IT’S intriguing that the lands that brought so much to the world many moons back have turned into a hotchpotch of hatred.
The lands described as ‘The Cradle of Civilisation,’ where learning was encouraged, the lands that brought us writing and mathematics, now seem to be a whole cesspool of national and tribal wars, where everyone seems to hate someone else, where tribal and inter-religious squabbles seem to dominate their lifestyles.
Maybe this image is quite wrong but that is the image we receive regularly from our international news sources, images of bearded men most of whom carry guns which they shoot recklessly into the air, seemingly unconcerned where those bullets might land.
We get the feeling that there is trouble in just about every country in the Middle East. No wonder many of their residents get fed up and decide to leave for more pleasant and less warlike lands. They tend to aim for countries such as America, Australia and most European countries where people seem to exist peacefully with their neighbours – but then some of them apparently dislike living in a peaceful country and try to introduce the customs and cultures of the countries they left because of those customs and cultures, even including possible terrorism.
The problem seems to apply only to those people who come from troubled Middle Eastern countries, we don’t have the same image of the large number of people from South East Asia who have come here and settled peacefully.
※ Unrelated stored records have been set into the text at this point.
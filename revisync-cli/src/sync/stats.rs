//! Upload counters per table and per run

use serde::Serialize;
use std::ops::AddAssign;

/// Counters of one table pass
#[derive(Debug, Clone, Copy, Default, PartialEq, Eq, Serialize)]
pub struct UploadStats {
    pub total_rows: usize,
    pub created: usize,
    pub updated: usize,
    pub skipped: usize,
    pub invalid_schema: usize,
    pub create_errors: usize,
    pub update_errors: usize,
    pub other_errors: usize,
}

impl UploadStats {
    /// Rows written (or, in a dry run, rows that would be written)
    pub fn changes(&self) -> usize {
        self.created + self.updated
    }
}

impl AddAssign for UploadStats {
    fn add_assign(&mut self, other: Self) {
        self.total_rows += other.total_rows;
        self.created += other.created;
        self.updated += other.updated;
        self.skipped += other.skipped;
        self.invalid_schema += other.invalid_schema;
        self.create_errors += other.create_errors;
        self.update_errors += other.update_errors;
        self.other_errors += other.other_errors;
    }
}

#[derive(Debug, Clone, PartialEq, Eq, Serialize)]
pub struct TableStats {
    pub table_id: String,
    pub stats: UploadStats,
}

/// Counters of a whole run, in processing order
#[derive(Debug, Clone, Default, PartialEq, Eq, Serialize)]
pub struct RunStats {
    pub totals: UploadStats,
    pub tables: Vec<TableStats>,
    /// Non-fatal problems worth showing in the summary (cycles, skipped tables)
    pub warnings: Vec<String>,
}

impl RunStats {
    /// Add a table's counters; they are never reset afterwards
    pub fn record(&mut self, table_id: &str, stats: UploadStats) {
        self.totals += stats;
        self.tables.push(TableStats {
            table_id: table_id.to_string(),
            stats,
        });
    }

    pub fn warn(&mut self, warning: impl Into<String>) {
        self.warnings.push(warning.into());
    }

    pub fn changes(&self) -> usize {
        self.totals.changes()
    }

    pub fn table(&self, table_id: &str) -> Option<&UploadStats> {
        self.tables
            .iter()
            .find(|t| t.table_id == table_id)
            .map(|t| &t.stats)
    }
}

#[cfg(test)]
mod tests {
    use super::*;

    #[test]
    fn test_run_stats_accumulate() {
        let mut run = RunStats::default();
        run.record(
            "abilities",
            UploadStats {
                total_rows: 5,
                created: 3,
                skipped: 2,
                ..Default::default()
            },
        );
        run.record(
            "quests",
            UploadStats {
                total_rows: 4,
                updated: 1,
                skipped: 2,
                invalid_schema: 1,
                ..Default::default()
            },
        );

        assert_eq!(run.totals.total_rows, 9);
        assert_eq!(run.totals.skipped, 4);
        assert_eq!(run.changes(), 4);
        assert_eq!(run.totals.invalid_schema, 1);
        assert_eq!(run.table("quests").unwrap().updated, 1);
        assert_eq!(run.tables[0].table_id, "abilities");
        assert!(run.table("ghost").is_none());
    }
}
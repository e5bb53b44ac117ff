//! Row sync engine: diff one table against the target and write the changes
//!
//! A table pass fetches the target's current rows, classifies every input
//! row, then issues create batches followed by update batches, one call at a
//! time. The first failing call ends the pass with a [`RowSyncError`]; nothing
//! is retried and nothing already written is rolled back.

use log::{debug, info};

use super::diff::{SyncPlan, batch_count, build_index, chunk_rows};
use super::error::{BatchOperation, RowSyncError};
use super::stats::UploadStats;
use crate::api::{Connection, RowRecord};

/// Default number of rows per create/update call
pub const DEFAULT_BATCH_SIZE: usize = 100;

#[derive(Debug, Clone, Copy, PartialEq, Eq)]
pub struct SyncOptions {
    pub batch_size: usize,
    /// Diff only; no mutating calls
    pub dry_run: bool,
}

impl Default for SyncOptions {
    fn default() -> Self {
        Self {
            batch_size: DEFAULT_BATCH_SIZE,
            dry_run: false,
        }
    }
}

#[derive(Debug, Clone, Copy, PartialEq, Eq)]
pub enum SyncPhase {
    Fetch,
    Create,
    Update,
}

impl SyncPhase {
    pub fn label(&self) -> &'static str {
        match self {
            Self::Fetch => "fetching",
            Self::Create => "creating",
            Self::Update => "updating",
        }
    }
}

/// Progress of one phase of a table pass
#[derive(Debug, Clone, Copy, PartialEq, Eq)]
pub struct SyncProgress<'a> {
    pub table_id: &'a str,
    pub phase: SyncPhase,
    pub current: usize,
    pub total: usize,
}

/// Progress callback; purely observational
pub type ProgressFn = dyn Fn(&SyncProgress<'_>) + Send + Sync;

/// Sync `rows` into `table_id` of the target's draft revision
///
/// An empty `rows` slice returns zeroed stats without contacting the target.
pub async fn sync_table(
    target: &Connection,
    table_id: &str,
    rows: &[RowRecord],
    options: &SyncOptions,
    on_progress: Option<&ProgressFn>,
) -> Result<UploadStats, RowSyncError> {
    let mut stats = UploadStats {
        total_rows: rows.len(),
        ..Default::default()
    };

    if rows.is_empty() {
        debug!("Table '{}': no rows to sync", table_id);
        return Ok(stats);
    }

    let batch_size = options.batch_size.max(1);
    let report = |phase: SyncPhase, current: usize, total: usize| {
        if let Some(callback) = on_progress {
            callback(&SyncProgress {
                table_id,
                phase,
                current,
                total,
            });
        }
    };

    let existing = target
        .list_all_rows(target.draft_revision_id(), table_id, |done, total| {
            report(SyncPhase::Fetch, done, total)
        })
        .await
        .map_err(|err| {
            RowSyncError::from_api(table_id, BatchOperation::Fetch, batch_size, &err, stats)
        })?;

    let index = build_index(existing);
    let plan = SyncPlan::build(rows, &index);
    stats.skipped = plan.to_skip.len();
    stats.other_errors = plan.duplicates;

    info!(
        "Table '{}': {} to create ({} batches), {} to update ({} batches), {} unchanged",
        table_id,
        plan.to_create.len(),
        batch_count(plan.to_create.len(), batch_size),
        plan.to_update.len(),
        batch_count(plan.to_update.len(), batch_size),
        plan.to_skip.len()
    );

    if options.dry_run {
        stats.created = plan.to_create.len();
        stats.updated = plan.to_update.len();
        return Ok(stats);
    }

    let create_total = plan.to_create.len();
    for batch in chunk_rows(&plan.to_create, batch_size) {
        if let Err(err) = target
            .client()
            .create_rows(target.draft_revision_id(), table_id, &batch)
            .await
        {
            stats.create_errors += batch.len();
            return Err(RowSyncError::from_api(
                table_id,
                BatchOperation::Create,
                batch_size,
                &err,
                stats,
            ));
        }
        stats.created += batch.len();
        debug!("Table '{}': created {}/{}", table_id, stats.created, create_total);
        report(SyncPhase::Create, stats.created, create_total);
    }

    let update_total = plan.to_update.len();
    for batch in chunk_rows(&plan.to_update, batch_size) {
        if let Err(err) = target
            .client()
            .update_rows(target.draft_revision_id(), table_id, &batch)
            .await
        {
            stats.update_errors += batch.len();
            return Err(RowSyncError::from_api(
                table_id,
                BatchOperation::Update,
                batch_size,
                &err,
                stats,
            ));
        }
        stats.updated += batch.len();
        debug!("Table '{}': updated {}/{}", table_id, stats.updated, update_total);
        report(SyncPhase::Update, stats.updated, update_total);
    }

    Ok(stats)
}
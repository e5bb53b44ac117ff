//! Project to project sync handlers

use anyhow::Result;
use colored::*;

use super::{DataArgs, SchemaArgs, SyncCommands};
use crate::api::Connection;
use crate::cli::Context;
use crate::cli::commands::{connect, finish, report_migrations, run_data_sync};
use crate::config::ConnectionRole;
use crate::sync::{ApiRowSource, DataSyncOptions, SyncOptions, sync_schema};

pub async fn handle_sync_command(args: SyncCommands, ctx: &Context) -> Result<()> {
    match args {
        SyncCommands::Schema(args) => schema(args, ctx).await,
        SyncCommands::Data(args) => data(args, ctx).await,
    }
}

async fn connect_pair(source: &str, target: &str, ctx: &Context) -> Result<(Connection, Connection)> {
    let source = connect(source, ctx, ConnectionRole::Source).await?;
    let target = connect(target, ctx, ConnectionRole::Target).await?;
    println!(
        "Syncing {} ({}) into {}",
        source.project().to_string().cyan(),
        source.read_revision_id().dimmed(),
        target.project().to_string().bright_green().bold()
    );
    Ok((source, target))
}

async fn schema(args: SchemaArgs, ctx: &Context) -> Result<()> {
    let (source, target) = connect_pair(&args.source, &args.target, ctx).await?;

    let stats = report_migrations(
        sync_schema(&source, &target, args.write.dry_run).await,
        args.write.dry_run,
    )?;

    finish(&target, &args.write, "Synced", stats.applied).await
}

async fn data(args: DataArgs, ctx: &Context) -> Result<()> {
    let (source, target) = connect_pair(&args.source, &args.target, ctx).await?;

    let options = DataSyncOptions {
        tables: args.tables.clone(),
        sync: SyncOptions {
            batch_size: args.batch.resolve(ctx),
            dry_run: args.write.dry_run,
        },
        validate: false,
    };
    let run = run_data_sync(&ApiRowSource::new(&source), &target, &options, ctx, "Sync summary").await?;

    finish(&target, &args.write, "Synced", run.changes()).await
}
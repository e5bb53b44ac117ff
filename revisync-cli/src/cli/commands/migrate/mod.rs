//! `migrate` commands

mod handler;

use clap::{Args, Subcommand};
use std::path::PathBuf;

use super::WriteArgs;

pub use handler::handle_migrate_command;

#[derive(Subcommand, Debug)]
pub enum MigrateCommands {
    /// Apply a migrations file to the target draft, skipping ones already applied
    Apply(ApplyArgs),

    /// Save the migration history of a project to a file
    Save(SaveArgs),
}

#[derive(Args, Debug)]
pub struct ApplyArgs {
    /// Target connection (revisync:// URL or profile name)
    #[arg(long)]
    pub target: String,

    /// JSON file with the migrations to apply
    #[arg(long)]
    pub file: PathBuf,

    #[command(flatten)]
    pub write: WriteArgs,
}

#[derive(Args, Debug)]
pub struct SaveArgs {
    /// Source connection (revisync:// URL or profile name)
    #[arg(long)]
    pub source: String,

    /// Output file
    #[arg(long)]
    pub file: PathBuf,
}
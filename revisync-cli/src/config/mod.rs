//! Configuration file and connection profiles

pub mod connection;

use anyhow::{Context, Result};
use log::debug;
use serde::{Deserialize, Serialize};
use std::collections::BTreeMap;
use std::fs;
use std::path::{Path, PathBuf};

use crate::sync::engine::DEFAULT_BATCH_SIZE;

pub use connection::{ConnectionConfig, ConnectionRole, open_connection};

/// Environment variable overriding the config file location
pub const CONFIG_PATH_ENV: &str = "REVISYNC_CONFIG";

#[derive(Debug, Clone, Default, PartialEq, Serialize, Deserialize)]
#[serde(default)]
pub struct Config {
    pub defaults: Defaults,
    pub connections: BTreeMap<String, ConnectionProfile>,
}

#[derive(Debug, Clone, PartialEq, Serialize, Deserialize)]
#[serde(default)]
pub struct Defaults {
    pub batch_size: usize,
    /// GraphQL endpoint used by profiles that do not set their own
    pub endpoint: Option<String>,
}

impl Default for Defaults {
    fn default() -> Self {
        Self {
            batch_size: DEFAULT_BATCH_SIZE,
            endpoint: None,
        }
    }
}

/// A named connection, selectable with `--source <name>` / `--target <name>`
#[derive(Debug, Clone, Default, PartialEq, Serialize, Deserialize)]
pub struct ConnectionProfile {
    pub endpoint: Option<String>,
    pub organization: String,
    pub project: String,
    pub branch: Option<String>,
    /// `draft`, `head` or a revision id
    pub revision: Option<String>,
    pub token: Option<String>,
}

impl Config {
    /// `$REVISYNC_CONFIG`, else `<config dir>/revisync/config.toml`
    pub fn default_path() -> PathBuf {
        if let Ok(path) = std::env::var(CONFIG_PATH_ENV) {
            return PathBuf::from(path);
        }
        dirs::config_dir()
            .unwrap_or_else(|| PathBuf::from("."))
            .join("revisync")
            .join("config.toml")
    }

    /// Load the default config file; a missing file yields the defaults
    pub fn load() -> Result<Self> {
        Self::load_from(&Self::default_path())
    }

    pub fn load_from(path: &Path) -> Result<Self> {
        if !path.exists() {
            debug!("No config file at {}, using defaults", path.display());
            return Ok(Self::default());
        }
        let content = fs::read_to_string(path)
            .with_context(|| format!("Failed to read config file: {}", path.display()))?;
        Self::parse(&content).with_context(|| format!("Invalid config file: {}", path.display()))
    }

    pub fn parse(content: &str) -> Result<Self> {
        let config: Self = toml::from_str(content)?;
        if config.defaults.batch_size == 0 {
            anyhow::bail!("defaults.batch_size must be at least 1");
        }
        Ok(config)
    }

    pub fn profile(&self, name: &str) -> Option<&ConnectionProfile> {
        self.connections.get(name)
    }
}
//! Command-line interface

pub mod commands;
pub mod output;

use anyhow::Result;
use clap::{ArgAction, Parser, Subcommand};
use std::path::PathBuf;

use crate::config::Config;
use commands::migrate::MigrateCommands;
use commands::rows::RowsCommands;
use commands::sync::SyncCommands;

/// Sync schemas and rows between revisioned projects
#[derive(Parser, Debug)]
#[command(name = "revisync")]
#[command(author, version, about, long_about = None)]
pub struct Cli {
    /// Increase log output (-v info, -vv debug)
    #[arg(short, long, global = true, action = ArgAction::Count)]
    pub verbose: u8,

    /// Hide per-batch progress
    #[arg(short, long, global = true)]
    pub quiet: bool,

    /// Disable colored output
    #[arg(long, global = true)]
    pub no_color: bool,

    /// Config file (defaults to $REVISYNC_CONFIG or the user config dir)
    #[arg(long, global = true)]
    pub config: Option<PathBuf>,

    #[command(subcommand)]
    pub command: Commands,
}

#[derive(Subcommand, Debug)]
pub enum Commands {
    /// Apply or save migration histories
    #[command(subcommand)]
    Migrate(MigrateCommands),

    /// Upload rows from a folder or save them to one
    #[command(subcommand)]
    Rows(RowsCommands),

    /// Sync schema or data from one project to another
    #[command(subcommand)]
    Sync(SyncCommands),
}

/// Settings shared by every command handler
pub struct Context {
    pub config: Config,
    pub show_progress: bool,
}

pub async fn run(cli: Cli) -> Result<()> {
    let config = match &cli.config {
        Some(path) => Config::load_from(path)?,
        None => Config::load()?,
    };
    let ctx = Context {
        config,
        show_progress: !cli.quiet,
    };

    match cli.command {
        Commands::Migrate(args) => commands::migrate::handle_migrate_command(args, &ctx).await,
        Commands::Rows(args) => commands::rows::handle_rows_command(args, &ctx).await,
        Commands::Sync(args) => commands::sync::handle_sync_command(args, &ctx).await,
    }
}

#[cfg(test)]
mod tests {
    use super::*;
    use commands::rows::RowsCommands;
    use commands::sync::SyncCommands;

    #[test]
    fn test_parse_rows_upload() {
        let cli = Cli::try_parse_from([
            "revisync",
            "-vv",
            "rows",
            "upload",
            "--target",
            "staging",
            "--folder",
            "./data",
            "--tables",
            "abilities,quests",
            "--batch-size",
            "50",
            "--commit",
        ])
        .unwrap();

        assert_eq!(cli.verbose, 2);
        let Commands::Rows(RowsCommands::Upload(args)) = cli.command else {
            panic!("expected rows upload");
        };
        assert_eq!(args.target, "staging");
        assert_eq!(args.tables.as_deref(), Some(&["abilities".to_string(), "quests".to_string()][..]));
        assert_eq!(args.batch.batch_size, Some(50));
        assert!(args.write.commit);
        assert!(!args.write.dry_run);
    }

    #[test]
    fn test_batch_size_must_be_positive() {
        let err = Cli::try_parse_from([
            "revisync",
            "sync",
            "data",
            "--source",
            "a",
            "--target",
            "b",
            "--batch-size",
            "0",
        ])
        .unwrap_err();
        assert!(err.to_string().contains("at least 1"));
    }

    #[test]
    fn test_parse_sync_schema_dry_run() {
        let cli = Cli::try_parse_from([
            "revisync", "sync", "schema", "--source", "a", "--target", "b", "--dry-run",
        ])
        .unwrap();
        let Commands::Sync(SyncCommands::Schema(args)) = cli.command else {
            panic!("expected sync schema");
        };
        assert!(args.write.dry_run);
    }

    #[test]
    fn test_migrate_apply_requires_file() {
        assert!(Cli::try_parse_from(["revisync", "migrate", "apply", "--target", "b"]).is_err());
    }
}
//! Migration command handlers

use anyhow::Result;
use colored::*;

use super::{ApplyArgs, MigrateCommands, SaveArgs};
use crate::cli::Context;
use crate::cli::commands::{connect, finish, report_migrations};
use crate::config::ConnectionRole;
use crate::sync::{apply_migrations, export_migrations, load_migrations_file};

pub async fn handle_migrate_command(args: MigrateCommands, ctx: &Context) -> Result<()> {
    match args {
        MigrateCommands::Apply(args) => apply(args, ctx).await,
        MigrateCommands::Save(args) => save(args, ctx).await,
    }
}

async fn apply(args: ApplyArgs, ctx: &Context) -> Result<()> {
    let migrations = load_migrations_file(&args.file)?;
    if migrations.is_empty() {
        anyhow::bail!("Migrations file is empty: {}", args.file.display());
    }

    let target = connect(&args.target, ctx, ConnectionRole::Target).await?;
    println!(
        "Applying {} migration(s) from {} to {}",
        migrations.len(),
        args.file.display().to_string().cyan(),
        target.project().to_string().bright_green().bold()
    );

    let stats = report_migrations(
        apply_migrations(&target, &migrations, args.write.dry_run).await,
        args.write.dry_run,
    )?;

    finish(&target, &args.write, "Applied", stats.applied).await
}

async fn save(args: SaveArgs, ctx: &Context) -> Result<()> {
    let source = connect(&args.source, ctx, ConnectionRole::Source).await?;
    let count = export_migrations(&source, &args.file).await?;
    println!(
        "Saved {} migration(s) of {} to {}",
        count.to_string().bright_green().bold(),
        source.project(),
        args.file.display().to_string().cyan()
    );
    Ok(())
}
//! Cursor pagination used by every listing call

use serde::{Deserialize, Serialize};
use std::future::Future;

use super::error::{ApiError, ApiResult};

/// Default page size for listing calls
pub const DEFAULT_PAGE_SIZE: usize = 100;

/// Request for one page
#[derive(Debug, Clone, PartialEq, Eq, Serialize)]
pub struct PageRequest {
    pub first: usize,
    #[serde(skip_serializing_if = "Option::is_none")]
    pub after: Option<String>,
}

impl PageRequest {
    pub fn first(first: usize) -> Self {
        Self { first, after: None }
    }

    pub fn after(mut self, cursor: Option<String>) -> Self {
        self.after = cursor;
        self
    }
}

impl Default for PageRequest {
    fn default() -> Self {
        Self::first(DEFAULT_PAGE_SIZE)
    }
}

#[derive(Debug, Clone, PartialEq, Eq, Default, Serialize, Deserialize)]
#[serde(rename_all = "camelCase")]
pub struct PageInfo {
    pub has_next_page: bool,
    #[serde(default)]
    pub end_cursor: Option<String>,
}

#[derive(Debug, Clone, PartialEq, Serialize, Deserialize)]
pub struct Edge<T> {
    pub node: T,
}

/// One page of a listing: `{ edges: [{node}], pageInfo, totalCount }`
#[derive(Debug, Clone, PartialEq, Serialize, Deserialize)]
#[serde(rename_all = "camelCase")]
pub struct Page<T> {
    pub edges: Vec<Edge<T>>,
    pub page_info: PageInfo,
    pub total_count: usize,
}

impl<T> Page<T> {
    pub fn into_nodes(self) -> Vec<T> {
        self.edges.into_iter().map(|e| e.node).collect()
    }
}

/// Fetch every page of a listing, one request at a time
///
/// `fetch_page` receives the request for the next page. `on_page` is called
/// after each page with `(fetched_so_far, total_count)`.
pub async fn fetch_all<T, F, Fut>(
    page_size: usize,
    mut fetch_page: F,
    mut on_page: impl FnMut(usize, usize),
) -> ApiResult<Vec<T>>
where
    F: FnMut(PageRequest) -> Fut,
    Fut: Future<Output = ApiResult<Page<T>>>,
{
    let mut items = Vec::new();
    let mut cursor: Option<String> = None;

    loop {
        let request = PageRequest::first(page_size.max(1)).after(cursor.clone());
        let page = fetch_page(request).await?;

        let total = page.total_count;
        let info = page.page_info.clone();
        items.extend(page.into_nodes());
        on_page(items.len(), total.max(items.len()));

        if !info.has_next_page {
            break;
        }

        match info.end_cursor {
            Some(next) if cursor.as_deref() == Some(next.as_str()) => {
                return Err(ApiError::Protocol(format!(
                    "page repeats endCursor '{}' while reporting hasNextPage",
                    next
                )));
            }
            Some(next) => cursor = Some(next),
            None => {
                return Err(ApiError::Protocol(
                    "page reports hasNextPage without an endCursor".to_string(),
                ));
            }
        }
    }

    Ok(items)
}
They and their children make very good Australians.
I think I would be talking for most Australians when I welcome a steady trickle of immigrants from all sorts of countries; we welcome people from different cultures and learn so much from them, but we object when some groups want to impose their traditional hatreds on us.
We were warned recently that there is more danger from so-called home grown terrorists than imported ones, of small groups sitting in cars or other secluded places talking about different forms of terrorism and we shouldn’t have to be silent on this real problem because it might hurt some feelings.
If there are these small groups in our community we should be asking why these people want to bring their cultural problems and hatreds into our country.
We don’t seem to have a similar problem with people who come from South East Asia, so it must be a cultural thing.
We have to ask if our officials are asking the right questions before we offer any families, of whatever race or culture, the opportunity to live in our country?